• **BRIEF**:
Each line of the data below must be reproduced without any change.

• **Stored items**:
■ ■ ■ ■
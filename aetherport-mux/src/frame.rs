use std::io::{Error, ErrorKind};

use bytes::Bytes;
use tokio::io::{AsyncRead, AsyncReadExt, AsyncWrite, AsyncWriteExt};

pub const VERSION: u8 = 1;
pub const HEADER_LEN: usize = 8;

/// Largest payload one PSH frame can carry (the length field is 16 bits).
pub const MAX_PAYLOAD: usize = u16::MAX as usize;

#[derive(Debug, Clone, Copy, PartialEq, Eq)]
#[repr(u8)]
pub enum Command {
    /// Open a stream.
    Syn = 0,
    /// Close a stream; the peer's read side sees EOF.
    Fin = 1,
    /// Stream data.
    Psh = 2,
    /// Keepalive, carries nothing.
    Nop = 3,
}

impl Command {
    fn from_u8(value: u8) -> Option<Command> {
        match value {
            0 => Some(Command::Syn),
            1 => Some(Command::Fin),
            2 => Some(Command::Psh),
            3 => Some(Command::Nop),
            _ => None,
        }
    }
}

/// One mux frame: `ver(1) cmd(1) len(2 LE) stream_id(4 LE)` followed by `len`
/// payload bytes.
#[derive(Debug, Clone, PartialEq, Eq)]
pub struct Frame {
    pub command: Command,
    pub stream_id: u32,
    pub payload: Bytes,
}

impl Frame {
    pub fn syn(stream_id: u32) -> Frame {
        Frame {
            command: Command::Syn,
            stream_id,
            payload: Bytes::new(),
        }
    }

    pub fn fin(stream_id: u32) -> Frame {
        Frame {
            command: Command::Fin,
            stream_id,
            payload: Bytes::new(),
        }
    }

    pub fn psh(stream_id: u32, payload: Bytes) -> Frame {
        Frame {
            command: Command::Psh,
            stream_id,
            payload,
        }
    }

    pub fn nop() -> Frame {
        Frame {
            command: Command::Nop,
            stream_id: 0,
            payload: Bytes::new(),
        }
    }

    pub async fn write<W: AsyncWrite + Unpin + ?Sized>(&self, writer: &mut W) -> Result<(), Error> {
        debug_assert!(self.payload.len() <= MAX_PAYLOAD);

        let mut header = [0u8; HEADER_LEN];
        header[0] = VERSION;
        header[1] = self.command as u8;
        header[2..4].copy_from_slice(&(self.payload.len() as u16).to_le_bytes());
        header[4..8].copy_from_slice(&self.stream_id.to_le_bytes());

        writer.write_all(&header).await?;
        if !self.payload.is_empty() {
            writer.write_all(&self.payload).await?;
        }
        Ok(())
    }

    pub async fn read<R: AsyncRead + Unpin + ?Sized>(reader: &mut R) -> Result<Frame, Error> {
        let mut header = [0u8; HEADER_LEN];
        reader.read_exact(&mut header).await?;

        if header[0] != VERSION {
            return Err(Error::new(ErrorKind::InvalidData, format!("invalid mux version: {}", header[0])));
        }
        let command = Command::from_u8(header[1])
            .ok_or_else(|| Error::new(ErrorKind::InvalidData, format!("invalid mux command: {}", header[1])))?;
        let len = u16::from_le_bytes([header[2], header[3]]) as usize;
        let stream_id = u32::from_le_bytes([header[4], header[5], header[6], header[7]]);

        let payload = match len {
            0 => Bytes::new(),
            len => {
                let mut payload = vec![0u8; len];
                reader.read_exact(&mut payload).await?;
                Bytes::from(payload)
            }
        };

        Ok(Frame {
            command,
            stream_id,
            payload,
        })
    }
}

#[cfg(test)]
mod tests {
    use bytes::Bytes;

    use super::{Command, Frame};

    #[tokio::test]
    async fn frames_round_trip() {
        let frames = [
            Frame::syn(1),
            Frame::fin(7),
            Frame::psh(3, Bytes::from_static(b"hello")),
            Frame::nop(),
            Frame::psh(u32::MAX, Bytes::from(vec![0xAB; super::MAX_PAYLOAD])),
        ];

        for frame in frames {
            let mut buf = Vec::new();
            frame.write(&mut buf).await.unwrap();
            let parsed = Frame::read(&mut buf.as_slice()).await.unwrap();
            assert_eq!(parsed, frame);
        }
    }

    #[tokio::test]
    async fn bad_version_and_command_are_rejected() {
        let mut buf = Vec::new();
        Frame::nop().write(&mut buf).await.unwrap();

        let mut bad_version = buf.clone();
        bad_version[0] = 9;
        assert!(Frame::read(&mut bad_version.as_slice()).await.is_err());

        let mut bad_command = buf;
        bad_command[1] = 200;
        assert!(Frame::read(&mut bad_command.as_slice()).await.is_err());
    }

    #[tokio::test]
    async fn header_layout_is_pinned() {
        let frame = Frame::psh(0x01020304, Bytes::from_static(b"xyz"));
        let mut buf = Vec::new();
        frame.write(&mut buf).await.unwrap();
        assert_eq!(&buf[..8], &[1, Command::Psh as u8, 3, 0, 0x04, 0x03, 0x02, 0x01]);
        assert_eq!(&buf[8..], b"xyz");
    }
}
■ ■ ■ ■
• **THE COMPLETED TASK**:
filename aetherport-mux/src/frame.rs
use std::io::{Error, ErrorKind};

use bytes::Bytes;
use tokio::io::{AsyncRead, AsyncReadExt, AsyncWrite, AsyncWriteExt};

pub const VERSION: u8 = 1;
pub const HEADER_LEN: usize = 8;

/// Largest payload one PSH frame can carry (the length field is 16 bits).
pub const MAX_PAYLOAD: usize = u16::MAX as usize;

#[derive(Debug, Clone, Copy, PartialEq, Eq)]
#[repr(u8)]
pub enum Command {
    /// Open a stream.
    Syn = 0,
    /// Close a stream; the peer's read side sees EOF.
    Fin = 1,
    /// Stream data.
    Psh = 2,
    /// Keepalive, carries nothing.
    Nop = 3,
}

impl Command {
    fn from_u8(value: u8) -> Option<Command> {
        match value {
            0 => Some(Command::Syn),
            1 => Some(Command::Fin),
            2 => Some(Command::Psh),
            3 => Some(Command::Nop),
            _ => None,
        }
    }
}

/// One mux frame: `ver(1) cmd(1) len(2 LE) stream_id(4 LE)` followed by `len`
/// payload bytes.
#[derive(Debug, Clone, PartialEq, Eq)]
pub struct Frame {
    pub command: Command,
    pub stream_id: u32,
    pub payload: Bytes,
}

impl Frame {
    pub fn syn(stream_id: u32) -> Frame {
        Frame {
            command: Command::Syn,
            stream_id,
            payload: Bytes::new(),
        }
    }

    pub fn fin(stream_id: u32) -> Frame {
        Frame {
            command: Command::Fin,
            stream_id,
            payload: Bytes::new(),
        }
    }

    pub fn psh(stream_id: u32, payload: Bytes) -> Frame {
        Frame {
            command: Command::Psh,
            stream_id,
            payload,
        }
    }

    pub fn nop() -> Frame {
        Frame {
            command: Command::Nop,
            stream_id: 0,
            payload: Bytes::new(),
        }
    }

    pub async fn write<W: AsyncWrite + Unpin + ?Sized>(&self, writer: &mut W) -> Result<(), Error> {
        debug_assert!(self.payload.len() <= MAX_PAYLOAD);

        let mut header = [0u8; HEADER_LEN];
        header[0] = VERSION;
        header[1] = self.command as u8;
        header[2..4].copy_from_slice(&(self.payload.len() as u16).to_le_bytes());
        header[4..8].copy_from_slice(&self.stream_id.to_le_bytes());

        writer.write_all(&header).await?;
        if !self.payload.is_empty() {
            writer.write_all(&self.payload).await?;
        }
        Ok(())
    }

    pub async fn read<R: AsyncRead + Unpin + ?Sized>(reader: &mut R) -> Result<Frame, Error> {
        let mut header = [0u8; HEADER_LEN];
        reader.read_exact(&mut header).await?;

        if header[0] != VERSION {
            return Err(Error::new(ErrorKind::InvalidData, format!("invalid mux version: {}", header[0])));
        }
        let command = Command::from_u8(header[1])
            .ok_or_else(|| Error::new(ErrorKind::InvalidData, format!("invalid mux command: {}", header[1])))?;
        let len = u16::from_le_bytes([header[2], header[3]]) as usize;
        let stream_id = u32::from_le_bytes([header[4], header[5], header[6], header[7]]);

        let payload = match len {
            0 => Bytes::new(),
            len => {
                let mut payload = vec![0u8; len];
                reader.read_exact(&mut payload).await?;
                Bytes::from(payload)
            }
        };

        Ok(Frame {
            command,
            stream_id,
            payload,
        })
    }
}

#[cfg(test)]
mod tests {
    use bytes::Bytes;

    use super::{Command, Frame};

    #[tokio::test]
    async fn frames_round_trip() {
        let frames = [
            Frame::syn(1),
            Frame::fin(7),
            Frame::psh(3, Bytes::from_static(b"hello")),
            Frame::nop(),
            Frame::psh(u32::MAX, Bytes::from(vec![0xAB; super::MAX_PAYLOAD])),
        ];

        for frame in frames {
            let mut buf = Vec::new();
            frame.write(&mut buf).await.unwrap();
            let parsed = Frame::read(&mut buf.as_slice()).await.unwrap();
            assert_eq!(parsed, frame);
        }
    }

    #[tokio::test]
    async fn bad_version_and_command_are_rejected() {
        let mut buf = Vec::new();
        Frame::nop().write(&mut buf).await.unwrap();

        let mut bad_version = buf.clone();
        bad_version[0] = 9;
        assert!(Frame::read(&mut bad_version.as_slice()).await.is_err());

        let mut bad_command = buf;
        bad_command[1] = 200;
        assert!(Frame::read(&mut bad_command.as_slice()).await.is_err());
    }

    #[tokio::test]
    async fn header_layout_is_pinned() {
        let frame = Frame::psh(0x01020304, Bytes::from_static(b"xyz"));
        let mut buf = Vec::new();
        frame.write(&mut buf).await.unwrap();
        assert_eq!(&buf[..8], &[1, Command::Psh as u8, 3, 0, 0x04, 0x03, 0x02, 0x01]);
        assert_eq!(&buf[8..], b"xyz");
    }
}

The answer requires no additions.